Apresentamos pontos de atenção e medidas práticas, tanto em termos de ética quanto de integridade, que merecem ser observadas no ambiente corporativo, durante este período crítico em que vivemos.

6/7/2020

A crise gerada pela pandemia do novo coronavírus tem afetado duramente a economia mundial, de forma que não podemos estimar quando retornaremos a uma situação de normalidade, se é que podemos antever, hoje, como será o “novo normal” (termo já reiterado em diversas mídias). No cenário brasileiro, a taxa de ocupação passou de 11,2% para 12,6% no trimestre terminado em abril, atingindo 12,8 milhões de desempregados e 898 mil pessoas a mais à procura de trabalho1. Além disso, segundo estimativas da OCDE, o PIB do Brasil tem queda projetada de 7,4% em 2020, podendo atingir 9,1% em caso de uma 2ª onda de infecção da covid-192. Embora alguns já previam que uma pandemia desta dimensão seria possível de ocorrer, fato é que para o Brasil a crise foi sentida gravemente, pois estávamos justamente no início do ano, com expectativas de retomada da economia e certo otimismo.

No decorrer deste período dramático para as corporações, de um lado temos gestores em um cenário econômico instável e incerto que exige uma tomada rápida de decisão, sem que de fato se conheça quais são os impactos que este ou aquele posicionamento trará para seu negócio. De outro lado, temos funcionários que temem não somente pela sua saúde e segurança, mas também pela manutenção de seus empregos dada a conjuntura desfavorável do mercado.

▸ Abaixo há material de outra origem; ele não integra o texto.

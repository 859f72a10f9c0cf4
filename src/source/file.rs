//! Local record files.
//!
//! A file holds either a bare metrics tree or a saved API response whose
//! metrics live under `record.metrics`.

use crate::models::MetricRecord;
use crate::source::crux::QueryResponse;
use crate::source::SourceError;
use serde_json::Value;
use std::path::Path;
use tracing::debug;

/// Load one metric record from a JSON file.
pub fn load_record_file(path: &Path) -> Result<MetricRecord, SourceError> {
    let content = std::fs::read_to_string(path).map_err(|source| SourceError::Io {
        path: path.to_path_buf(),
        source,
    })?;

    let json: Value = serde_json::from_str(&content)?;
    if json.get("record").is_some_and(Value::is_object) {
        debug!("{} holds an API response", path.display());
        let response: QueryResponse = serde_json::from_value(json)?;
        Ok(response.record.metrics)
    } else {
        Ok(serde_json::from_value(json)?)
    }
}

Neste caos corporativo, gestores e funcionários são diariamente tentados a negligenciar diversos princípios éticos sob o pretexto da preservação das empresas e, consequentemente, dos empregos. Contudo, fato é que as decisões tomadas durante este período crítico impactarão, de modo positivo ou negativo, na forma em que determinada organização estará num cenário pós-pandemia.

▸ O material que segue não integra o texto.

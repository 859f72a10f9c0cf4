//! Markdown and JSON report generation.
//!
//! This module turns the canonical metric record plus the current field
//! selection and threshold into a rendered report.

use crate::analysis::{build_view, collect_scalar_leaves, is_empty, title_case};
use crate::models::{
    FilterSelection, MetricRecord, MetricValue, PerformanceReport, ReportMetadata, Threshold,
};
use anyhow::Result;

/// Assemble a report from the canonical record.
///
/// The shown metrics are a fresh filtered view; `full` is left untouched.
pub fn build_report(
    full: &MetricRecord,
    metadata: ReportMetadata,
    selection: FilterSelection,
    threshold: Threshold,
) -> PerformanceReport {
    PerformanceReport {
        metadata,
        fields: full.keys().cloned().collect(),
        metrics: build_view(full, &selection, threshold),
        available_thresholds: collect_scalar_leaves(full),
        selected_fields: selection,
        threshold,
    }
}

/// Generate a complete Markdown report.
pub fn generate_markdown_report(report: &PerformanceReport) -> String {
    let mut output = String::new();

    output.push_str("# Performance Report\n\n");
    output.push_str(&generate_metadata_section(&report.metadata));
    output.push_str(&generate_filters_section(report));
    output.push_str(&generate_threshold_section(report));
    output.push_str(&generate_metrics_section(report));
    output.push_str(&generate_footer());

    output
}

/// Generate the metadata section.
fn generate_metadata_section(metadata: &ReportMetadata) -> String {
    let mut section = String::new();

    section.push_str("## Metadata\n\n");
    section.push_str(&format!("- **Sources:** {}\n", metadata.sources.join(", ")));
    if let Some(platform) = metadata.platform {
        section.push_str(&format!("- **Platform:** {}\n", platform));
    }
    section.push_str(&format!(
        "- **Generated:** {}\n",
        metadata.generated_at.format("%Y-%m-%d %H:%M:%S UTC")
    ));
    if metadata.averaged {
        section.push_str(&format!(
            "- **Aggregation:** average of {} sources\n",
            metadata.sources.len()
        ));
    }
    section.push('\n');

    section
}

/// Generate the field checklist.
fn generate_filters_section(report: &PerformanceReport) -> String {
    if report.fields.is_empty() {
        return String::new();
    }

    let mut section = String::new();
    section.push_str("## Data Display Filters\n\n");

    for field in &report.fields {
        let mark = if report.selected_fields.contains(field) {
            "x"
        } else {
            " "
        };
        section.push_str(&format!("- [{}] {}\n", mark, title_case(field)));
    }
    section.push('\n');

    section
}

/// Generate the threshold section.
fn generate_threshold_section(report: &PerformanceReport) -> String {
    let mut section = String::new();

    section.push_str("## Sort by Threshold\n\n");
    if report.threshold.is_none() {
        section.push_str("- **Active threshold:** none\n");
    } else {
        section.push_str(&format!("- **Active threshold:** {}\n", report.threshold));
    }

    if !report.available_thresholds.is_empty() {
        let values: Vec<String> = report
            .available_thresholds
            .iter()
            .map(|v| v.to_string())
            .collect();
        section.push_str(&format!("- **Available values:** {}\n", values.join(", ")));
    }
    section.push('\n');

    section
}

/// Generate the metrics section.
fn generate_metrics_section(report: &PerformanceReport) -> String {
    let mut section = String::new();

    if report.metadata.averaged {
        section.push_str("## Summary of all URLs\n\n");
    } else {
        section.push_str("## Metrics\n\n");
    }

    if report.metrics.is_empty() {
        section.push_str("No metrics to display.\n\n");
        return section;
    }

    for (field, value) in &report.metrics {
        section.push_str(&format!("### {}\n\n", title_case(field)));
        match value {
            MetricValue::Scalar(scalar) => section.push_str(&format!("{}\n", scalar)),
            _ if is_empty(Some(value)) => section.push_str("_No values above threshold._\n"),
            _ => render_children(value, 0, &mut section),
        }
        section.push('\n');
    }

    section
}

/// Render the children of a record or sequence as a nested list.
fn render_children(value: &MetricValue, depth: usize, out: &mut String) {
    let indent = "  ".repeat(depth);

    match value {
        MetricValue::Record(record) => {
            for (key, child) in record {
                match child {
                    MetricValue::Scalar(scalar) => {
                        out.push_str(&format!("{}- **{}:** {}\n", indent, title_case(key), scalar))
                    }
                    _ => {
                        out.push_str(&format!("{}- **{}**\n", indent, title_case(key)));
                        render_children(child, depth + 1, out);
                    }
                }
            }
        }
        // Sequence elements carry no label of their own.
        MetricValue::Sequence(items) => {
            for item in items {
                match item {
                    MetricValue::Scalar(scalar) => {
                        out.push_str(&format!("{}- {}\n", indent, scalar))
                    }
                    _ => {
                        out.push_str(&format!("{}-\n", indent));
                        render_children(item, depth + 1, out);
                    }
                }
            }
        }
        MetricValue::Scalar(_) => {}
    }
}

/// Generate the report footer.
fn generate_footer() -> String {
    let mut footer = String::new();

    footer.push_str("---\n\n");
    footer.push_str("*Report generated by PerfReport from Chrome UX Report field data*\n");

    footer
}

/// Generate a JSON report.
pub fn generate_json_report(report: &PerformanceReport) -> Result<String> {
    serde_json::to_string_pretty(report).map_err(Into::into)
}

#[cfg(test)]
mod tests {
    use super::*;
    use crate::source::Platform;
    use chrono::Utc;

    fn full_record() -> MetricRecord {
        serde_json::from_str(
            r#"{
                "cumulative_layout_shift": {"percentiles": {"p75": "0.05"}},
                "largest_contentful_paint": {
                    "histogram": [
                        {"start": 0, "end": 2500, "density": 0.7},
                        {"start": 2500, "density": 0.3}
                    ],
                    "percentiles": {"p75": 2100}
                }
            }"#,
        )
        .unwrap()
    }

    fn metadata(averaged: bool) -> ReportMetadata {
        ReportMetadata {
            sources: vec![
                "https://a.example.com".to_string(),
                "https://b.example.com".to_string(),
            ],
            platform: Some(Platform::Phone),
            generated_at: Utc::now(),
            averaged,
        }
    }

    #[test]
    fn test_build_report() {
        let full = full_record();
        let selection = FilterSelection::from_fields(["largest_contentful_paint"]);

        let report = build_report(&full, metadata(true), selection, Threshold::new(1.0));

        assert_eq!(
            report.fields,
            vec!["cumulative_layout_shift", "largest_contentful_paint"]
        );
        assert_eq!(report.metrics.len(), 1);
        assert_eq!(
            report.available_thresholds,
            vec![0.0, 0.05, 0.3, 0.7, 2100.0, 2500.0]
        );
        // The canonical record still holds the values filtered out of the view.
        assert!(full.contains_key("cumulative_layout_shift"));
    }

    #[test]
    fn test_generate_markdown_report() {
        let full = full_record();
        let report = build_report(
            &full,
            metadata(true),
            FilterSelection::from_fields(["largest_contentful_paint"]),
            Threshold::NONE,
        );

        let markdown = generate_markdown_report(&report);

        assert!(markdown.contains("# Performance Report"));
        assert!(markdown.contains("- **Platform:** PHONE"));
        assert!(markdown.contains("- [ ] Cumulative Layout Shift"));
        assert!(markdown.contains("- [x] Largest Contentful Paint"));
        assert!(markdown.contains("## Summary of all URLs"));
        assert!(markdown.contains("### Largest Contentful Paint"));
        assert!(markdown.contains("- **Histogram**"));
        assert!(markdown.contains("    - **Density:** 0.7"));
        assert!(markdown.contains("  - **P75:** 2100"));
        assert!(!markdown.contains("### Cumulative Layout Shift"));
    }

    #[test]
    fn test_single_source_heading() {
        let report = build_report(
            &full_record(),
            metadata(false),
            FilterSelection::default(),
            Threshold::NONE,
        );

        let markdown = generate_markdown_report(&report);

        assert!(markdown.contains("## Metrics"));
        assert!(markdown.contains("No metrics to display."));
        assert!(!markdown.contains("Summary of all URLs"));
    }

    #[test]
    fn test_fully_filtered_metric_is_still_listed() {
        let full = full_record();
        let report = build_report(
            &full,
            metadata(false),
            FilterSelection::all_of(&full),
            Threshold::new(1.0),
        );

        let markdown = generate_markdown_report(&report);

        assert!(markdown.contains("### Cumulative Layout Shift"));
        assert!(markdown.contains("- **Active threshold:** 1"));
    }

    #[test]
    fn test_sequence_of_scalars() {
        let mut full = MetricRecord::new();
        full.insert(
            "samples".to_string(),
            MetricValue::Sequence(vec![MetricValue::from(1.0), MetricValue::from("2.50")]),
        );
        let report = build_report(
            &full,
            metadata(false),
            FilterSelection::all_of(&full),
            Threshold::NONE,
        );

        let markdown = generate_markdown_report(&report);

        assert!(markdown.contains("- 1\n- 2.50\n"));
    }

    #[test]
    fn test_generate_json_report() {
        let full = full_record();
        let report = build_report(
            &full,
            metadata(true),
            FilterSelection::all_of(&full),
            Threshold::NONE,
        );

        let json = generate_json_report(&report).unwrap();
        let value: serde_json::Value = serde_json::from_str(&json).unwrap();

        assert_eq!(value["metadata"]["platform"], "PHONE");
        assert_eq!(value["threshold"], 0.0);
        assert_eq!(
            value["metrics"]["cumulative_layout_shift"]["percentiles"]["p75"],
            "0.05"
        );
        assert_eq!(value["selected_fields"].as_array().unwrap().len(), 2);
    }
}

É clássica a lição de Milton Friedman, que nos anos 1970 dizia que a função social da empresa é “gerar lucros”. Daí em diante, as discussões éticas e sociais nas organizações aumentaram exponencialmente nas searas acadêmicas e corporativas, assim como houve o crescimento de expectativas da sociedade em relação à ética dos negócios, tanto que nas últimas décadas os negócios vêm sendo cada vez mais avaliados não só por sua performance financeira como também por suas contribuições sociais. Isto é, ainda que, de fato, sem lucros a empresa não poderá se sustentar no longo prazo, tem sido cada vez mais bradada a questão de uma governança corporativa que procure atentar para interesses de stakeholders como comunidade, meio-ambiente, colaboradores, terceiros etc.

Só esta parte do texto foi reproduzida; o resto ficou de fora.